State Route 29 (SR 29) is an east-west state highway in the west-central portion of the U.S. state of Ohio. Its western terminus is at the Indiana state line near Celina, where State Road 67 continues west. It continues east to St. Marys where it junctions with U.S. Route 33. In that town, it also crosses State Route 66, State Route 116, and State Route 703, which was its former alignment before a divided highway was built. After turning south it crosses State Route 219 in New Knoxville and then has an interchange with Interstate 75, continuing into Sidney where it meets State Route 47. Still going southeast, it briefly joins State Route 235 before turning east and then south again to enter Urbana.
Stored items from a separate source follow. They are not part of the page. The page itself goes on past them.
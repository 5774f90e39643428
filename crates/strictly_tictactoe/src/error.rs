//! Error types for the tic-tac-toe engine.
//!
//! Every error here is a contract violation by the caller. None of them are
//! transient, so nothing is ever retried.

use crate::action::Action;
use derive_more::{Display, Error, From};
use tracing::instrument;

/// An action could not be applied.
#[derive(Debug, Clone, Copy, PartialEq, Eq, Display, Error)]
pub enum InvalidActionError {
    /// Coordinates outside the 3x3 grid.
    #[display("Action ({}, {}) is outside the board", row, col)]
    OutOfRange {
        /// Requested row.
        row: usize,
        /// Requested column.
        col: usize,
    },

    /// The target cell already holds a mark.
    #[display("Cell {} is already occupied", _0)]
    Occupied(#[error(not(source))] Action),
}

/// Search could not produce an action.
#[derive(Debug, Clone, Copy, PartialEq, Eq, Display, Error)]
pub enum SearchError {
    /// Search was requested on a terminal state.
    #[display("No moves available: the game is already over")]
    NoMovesAvailable,

    /// The configured deadline elapsed before search completed.
    #[display("Search timed out after {}ms (budget {}ms)", elapsed_ms, budget_ms)]
    TimedOut {
        /// Wall time spent before aborting.
        elapsed_ms: u64,
        /// Configured budget.
        budget_ms: u64,
    },
}

/// A textual board could not be turned into a game state.
#[derive(Debug, Clone, Copy, PartialEq, Eq, Display, Error)]
pub enum BoardParseError {
    /// Character is not a mark, an empty cell, or a separator.
    #[display("Invalid board character {:?}", _0)]
    InvalidCharacter(#[error(not(source))] char),

    /// Board text did not describe exactly nine cells.
    #[display("Expected 9 cells, found {}", _0)]
    WrongCellCount(#[error(not(source))] usize),

    /// Mark counts cannot arise from alternating play starting with X.
    #[display("Unreachable board: {} X marks and {} O marks", x, o)]
    Unbalanced {
        /// Number of X marks.
        x: usize,
        /// Number of O marks.
        o: usize,
    },
}

/// Configuration error with location tracking.
#[derive(Debug, Clone, Display, Error)]
#[display("Config error: {} at {}:{}", message, file, line)]
pub struct ConfigError {
    /// Error message.
    pub message: String,
    /// Line number where error occurred.
    pub line: u32,
    /// Source file where error occurred.
    pub file: &'static str,
}

impl ConfigError {
    /// Creates a new configuration error with caller location tracking.
    #[track_caller]
    #[instrument(skip(message))]
    pub fn new(message: impl Into<String>) -> Self {
        let loc = std::panic::Location::caller();
        Self {
            message: message.into(),
            line: loc.line(),
            file: loc.file(),
        }
    }
}

impl From<toml::de::Error> for ConfigError {
    #[track_caller]
    fn from(err: toml::de::Error) -> Self {
        Self::new(format!("Failed to parse config: {}", err))
    }
}

impl From<std::io::Error> for ConfigError {
    #[track_caller]
    fn from(err: std::io::Error) -> Self {
        Self::new(format!("Failed to read config file: {}", err))
    }
}

/// Any error the engine can report.
#[derive(Debug, Clone, Display, Error, From)]
pub enum EngineError {
    /// See [`InvalidActionError`].
    #[display("{}", _0)]
    InvalidAction(InvalidActionError),
    /// See [`SearchError`].
    #[display("{}", _0)]
    Search(SearchError),
    /// See [`BoardParseError`].
    #[display("{}", _0)]
    BoardParse(BoardParseError),
    /// See [`ConfigError`].
    #[display("{}", _0)]
    Config(ConfigError),
}
//! The in-memory task record.

use std::sync::OnceLock;

use serde::Serialize;

use crate::codec::{self, CodecError};

/// Arguments attachable to a task.
///
/// `()` means no argument and produces an empty payload. Tuples of up to
/// eight serializable values encode as a positional array in declaration
/// order, which is how the consuming handler decodes them back. A single
/// argument is the one-element tuple: `Task::new("pkg.f", (5i64,))`.
pub trait TaskArgs {
    /// Encodes the arguments into payload bytes.
    fn encode(&self) -> Result<Vec<u8>, CodecError>;
}

impl TaskArgs for () {
    fn encode(&self) -> Result<Vec<u8>, CodecError> {
        Ok(Vec::new())
    }
}

macro_rules! impl_task_args {
    ($($ty:ident),+) => {
        impl<$($ty: Serialize,)+> TaskArgs for ($($ty,)+) {
            fn encode(&self) -> Result<Vec<u8>, CodecError> {
                codec::encode_args(self)
            }
        }
    };
}

impl_task_args!(T1);
impl_task_args!(T1, T2);
impl_task_args!(T1, T2, T3);
impl_task_args!(T1, T2, T3, T4);
impl_task_args!(T1, T2, T3, T4, T5);
impl_task_args!(T1, T2, T3, T4, T5, T6);
impl_task_args!(T1, T2, T3, T4, T5, T6, T7);
impl_task_args!(T1, T2, T3, T4, T5, T6, T7, T8);

/// A unit of work: the path of a registered handler function plus the
/// encoded argument payload.
///
/// The payload is encoded when the task is built; the full wire record is
/// encoded at most once, on first [`serialize`](Task::serialize), and a
/// deserialized task re-serializes to its original bytes unchanged.
///
/// Two tasks are equal when they name the same function and carry the same
/// payload bytes. Argument encoding is deterministic, so this matches
/// equality of the argument values themselves.
#[derive(Debug, Clone)]
pub struct Task {
    func_path: String,
    payload: Vec<u8>,
    data: OnceLock<Vec<u8>>,
}

impl Task {
    /// Builds a task for the handler registered under `func_path`.
    ///
    /// # Errors
    ///
    /// Returns a [`CodecError`] when the arguments cannot be encoded.
    pub fn new<A: TaskArgs>(func_path: impl Into<String>, args: A) -> Result<Self, CodecError> {
        Ok(Self {
            func_path: func_path.into(),
            payload: args.encode()?,
            data: OnceLock::new(),
        })
    }

    /// Builds a task whose function path is derived from the function value
    /// itself, so producer and worker can share a plain `fn` item instead
    /// of a string constant.
    ///
    /// # Errors
    ///
    /// Fails for closures and other callables without a stable symbol path,
    /// and for arguments that cannot be encoded.
    pub fn for_fn<F, A: TaskArgs>(_f: F, args: A) -> Result<Self, CodecError> {
        let path = crate::handler::func_path::<F>();
        if !crate::handler::is_symbol_path(&path) {
            return Err(CodecError::InvalidRecord(
                "cannot derive a function path from a closure",
            ));
        }
        Self::new(path, args)
    }

    /// The function path naming the handler for this task.
    #[must_use]
    pub fn func_path(&self) -> &str {
        &self.func_path
    }

    /// The encoded argument payload. Empty when the task carries no
    /// argument.
    #[must_use]
    pub fn payload(&self) -> &[u8] {
        &self.payload
    }

    /// Returns the wire encoding of this task, computing it on first use.
    ///
    /// # Errors
    ///
    /// Returns a [`CodecError`] when the record cannot be encoded.
    pub fn serialize(&self) -> Result<&[u8], CodecError> {
        if let Some(data) = self.data.get() {
            return Ok(data);
        }
        let encoded = codec::encode_record(&self.func_path, &self.payload)?;
        Ok(self.data.get_or_init(|| encoded))
    }

    /// Reconstructs a task from its wire encoding, keeping the original
    /// bytes so re-serialization is a no-op.
    ///
    /// # Errors
    ///
    /// Returns a [`CodecError`] when the bytes are not a task record.
    pub fn deserialize(data: Vec<u8>) -> Result<Self, CodecError> {
        let (func_path, payload) = codec::decode_record(&data)?;
        let memo = OnceLock::new();
        let _ = memo.set(data);
        Ok(Self {
            func_path,
            payload,
            data: memo,
        })
    }
}

impl PartialEq for Task {
    fn eq(&self, other: &Self) -> bool {
        self.func_path == other.func_path && self.payload == other.payload
    }
}

impl Eq for Task {}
Here the route joins U.S. Route 36, and the concurrency intersects with U.S. Route 68 and State Route 54. From there, State Route 29 leaves U.S. Route 36 and continues to Mutual, intersecting with State Route 161, and State Route 56 shortly after; later, in Mechanicsburg, the route intersects with State Route 4. The route then intersects with State Route 38, U.S. Route 42, and Interstate 70 before reaching its eastern terminus at U.S. Route 40 on the western edge of West Jefferson.

==History==

The original route was established in 1924. Originally routed along the current alignments of State Route 571 from the Indiana state line in Union City to 1 mi east of Greenville, U.S. Route 36 from 1 mi east of Greenville to Urbana, and its current alignment from Urbana to 2 mi west of West Jefferson.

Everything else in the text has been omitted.